Investments of Postal Service retirement assets are restricted by law to obligations of the U.S. government. Therefore, the OPM and Treasury are prohibited from diversifying the Postal Service’s CSRS and FERS pension assets totaling $278.9 billion among different investment allocations and from otherwise using more sophisticated management practices. Although these assets earn interest and do not change in value, they risk producing low returns at a time when Postal Service retirement assets are insufficient to cover its retirement liabilities.
For this report, we reviewed the investment practices for pension funds of the Postal Service and 11 foreign posts. The 11 foreign posts do not set aside assets to fund retiree health benefits because their governments offer national healthcare services. Therefore, we do not discuss the investment of retiree health benefit assets in this report. However, the information gleaned from our focus on pension assets could be relevant in managing the retiree health benefits fund.

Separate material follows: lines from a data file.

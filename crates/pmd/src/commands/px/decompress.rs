use clap::Args;
use miette::Result;
use pmd_px::PxContainer;
use std::path::PathBuf;
use tracing::info;

use crate::commands::{read_input, write_output};

#[derive(Args)]
pub struct DecompressArgs {
    /// A PKDPX or AT4PX file, SIR0 wrapped or not
    #[arg(short, long, value_name = "FILE")]
    file: PathBuf,

    /// Where to write the decompressed data
    #[arg(short, long, value_name = "FILE")]
    output: PathBuf,

    /// Allow overwriting the target
    #[arg(long, default_value_t = false)]
    overwrite: bool,
}

impl DecompressArgs {
    pub fn handle(&self) -> Result<()> {
        let data = read_input(&self.file)?;
        let container = PxContainer::read(&data)?;
        let decompressed = container.decompress()?;

        info!(
            "writing {} ({}, {} -> {} bytes)",
            self.output.display(),
            container.format,
            data.len(),
            decompressed.len()
        );
        write_output(&self.output, &decompressed, self.overwrite)
    }
}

The current pension plans of the foreign posts exhibit very different features, from the number of employees, eligible individuals, and retirees covered to the structures of plans offered. Regardless of these differences, we noted the common element across the 11 foreign posts is diversification of pension investments. Eight of the posts invest in three or four asset classes, and the remaining posts invest in two asset classes.

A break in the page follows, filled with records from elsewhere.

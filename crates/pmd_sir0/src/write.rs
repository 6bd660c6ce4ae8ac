//! Types for writing SIR0 containers
//!

use binrw::BinWrite;
use std::collections::BTreeSet;
use std::io::Cursor;
use tracing::{debug, instrument};

use pmd_bytes::integer_encoding::{align_up, encode_offset_list};
use pmd_bytes::{read_int, write_int, ByteWriter};

use crate::error::{Error, Result};
use crate::types::{Sir0Header, Sir0Options, HEADER_LEN, HEADER_POINTERS, SUBHEADER_FIELD};

/// SIR0 container generator
///
/// Pointer values inside the staged payload are relative to the start of the payload. When the
/// container is finished they are rewritten to absolute file offsets, and their positions are
/// stored in the pointer list so a reader can undo the relocation.
///
/// ```
/// # fn doit() -> pmd_sir0::error::Result<()>
/// # {
/// use pmd_sir0::{Sir0, Sir0Options, Sir0Writer};
///
/// // A payload with a single pointer at offset 4, pointing to offset 8 of the payload
/// let payload = vec![0x01, 0x02, 0x03, 0x04, 0x08, 0x00, 0x00, 0x00, 0xFF, 0xFF, 0xFF, 0xFF];
///
/// let mut writer = Sir0Writer::new(payload, Sir0Options::default());
/// writer.pointer(4);
/// let container = writer.finish()?;
///
/// let sir0 = Sir0::read(&container)?;
/// assert_eq!(sir0.pointer_list, vec![4]);
/// assert_eq!(sir0.payload[4], 0x08);
/// # Ok(())
/// # }
/// # doit().unwrap();
/// ```
#[derive(Debug, Clone)]
pub struct Sir0Writer {
    options: Sir0Options,
    payload: Vec<u8>,
    sites: BTreeSet<u32>,
    subheader: Option<u32>,
}

impl Sir0Writer {
    /// Stage a payload for wrapping
    pub fn new(payload: Vec<u8>, options: Sir0Options) -> Self {
        Sir0Writer {
            options,
            payload,
            sites: BTreeSet::new(),
            subheader: None,
        }
    }

    /// Mark the 4 bytes at `site` in the payload as a pointer. Marking a site twice has no effect.
    pub fn pointer(&mut self, site: u32) -> &mut Self {
        self.sites.insert(site);
        self
    }

    /// Mark several pointer sites at once
    pub fn pointers(&mut self, sites: impl IntoIterator<Item = u32>) -> &mut Self {
        self.sites.extend(sites);
        self
    }

    /// Point the header's subheader field at `offset` in the payload
    pub fn subheader(&mut self, offset: u32) -> &mut Self {
        self.subheader = Some(offset);
        self
    }

    /// Relocate the pointers, lay out the file and return it.
    #[instrument(skip(self), fields(payload = self.payload.len(), pointers = self.sites.len()), err)]
    pub fn finish(self) -> Result<Vec<u8>> {
        let Sir0Writer {
            options,
            mut payload,
            sites,
            subheader,
        } = self;

        let payload_start = align_up(HEADER_LEN, options.payload_alignment);
        let list_start = payload_start + payload.len();
        let payload_offset = to_offset(payload_start)?;
        let pointer_list_offset = to_offset(list_start)?;

        let mut pointer_list = HEADER_POINTERS.to_vec();
        if subheader.is_some() {
            pointer_list.push(SUBHEADER_FIELD);
        }

        for site in sites {
            let value = relocate(&mut payload, site, payload_offset)?;
            debug!(site, value, "relocated pointer");
            pointer_list.push(site.checked_add(payload_offset).ok_or(
                Error::ContainerTooLarge(site as usize + payload_start),
            )?);
        }

        let subheader_offset = match subheader {
            Some(offset) => offset
                .checked_add(payload_offset)
                .ok_or(Error::RelocationOverflow {
                    site: SUBHEADER_FIELD,
                    value: offset,
                })?,
            None => 0,
        };

        let header = Sir0Header {
            payload_offset,
            pointer_list_offset,
            subheader_offset,
        };

        let mut out = Vec::with_capacity(list_start + pointer_list.len() * 2 + options.alignment);
        header.write(&mut Cursor::new(&mut out))?;

        let mut writer = ByteWriter::from_vec(out);
        writer.pad_to(options.payload_alignment, options.padding_byte);
        writer.write_all(&payload);
        writer.write_all(&encode_offset_list(&pointer_list)?);
        writer.pad_to(options.alignment, options.padding_byte);

        let out = writer.into_inner();
        debug!(
            payload_offset,
            pointer_list_offset,
            len = out.len(),
            "wrote SIR0 container"
        );
        Ok(out)
    }
}

/// Wrap `payload` in a SIR0 container.
///
/// `pointer_sites` are offsets into the payload of little-endian `u32` values that hold
/// payload-relative offsets. `subheader` is the payload-relative offset stored in the header's
/// subheader field, if any.
pub fn wrap(
    payload: Vec<u8>,
    pointer_sites: impl IntoIterator<Item = u32>,
    subheader: Option<u32>,
    options: Sir0Options,
) -> Result<Vec<u8>> {
    let mut writer = Sir0Writer::new(payload, options);
    writer.pointers(pointer_sites);
    if let Some(offset) = subheader {
        writer.subheader(offset);
    }
    writer.finish()
}

fn to_offset(value: usize) -> Result<u32> {
    u32::try_from(value).map_err(|_| Error::ContainerTooLarge(value))
}

/// Add `payload_offset` to the pointer at `site`, returning the payload-relative value
fn relocate(payload: &mut [u8], site: u32, payload_offset: u32) -> Result<u32> {
    let at = site as usize;
    if at.checked_add(4).map_or(true, |end| end > payload.len()) {
        return Err(Error::InvalidPointerSite {
            site,
            len: payload.len(),
        });
    }

    let value: u32 = read_int(payload, at, false)?;
    let relocated = value
        .checked_add(payload_offset)
        .ok_or(Error::RelocationOverflow { site, value })?;
    write_int(relocated, payload, at, false)?;

    Ok(value)
}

Based on available data, we compared the annual and long-term investment returns on Postal Service pension assets with those of four foreign posts for the years 2004 through 2016 or 2017. During this period, the returns on Postal Service pension assets were substantially less volatile than those for the four foreign posts. For example, CSRS and FERS returns fluctuated between 2.9 percent and 6.1 percent annually while Canada Post’s returns fluctuated between -19.3 percent and 16.9 percent annually. Several factors, though, make robust comparisons of posts’ long-term investment results challenging. These include the availability of data, returns in capital markets in host countries, investment benchmarks, the importance of returns in funding a plan, and risk acceptance.
The foreign posts demonstrated several common practices in pension asset investment. We found the most common practice to be diversification of pension assets, including domestic and foreign equities and bonds, with some posts investing further in private equities, real estate, or other assets. Other common practices included having defined benefit and defined contribution plans, use of specific benchmarks, and active-management of pension investments.
Broader diversification in Postal Service retirement investments would require legislation that would, in turn, require successful resolution of certain public policy issues. Implementation of asset diversification would also require sound governance, including appropriate focus on benchmark selections and investment management fees.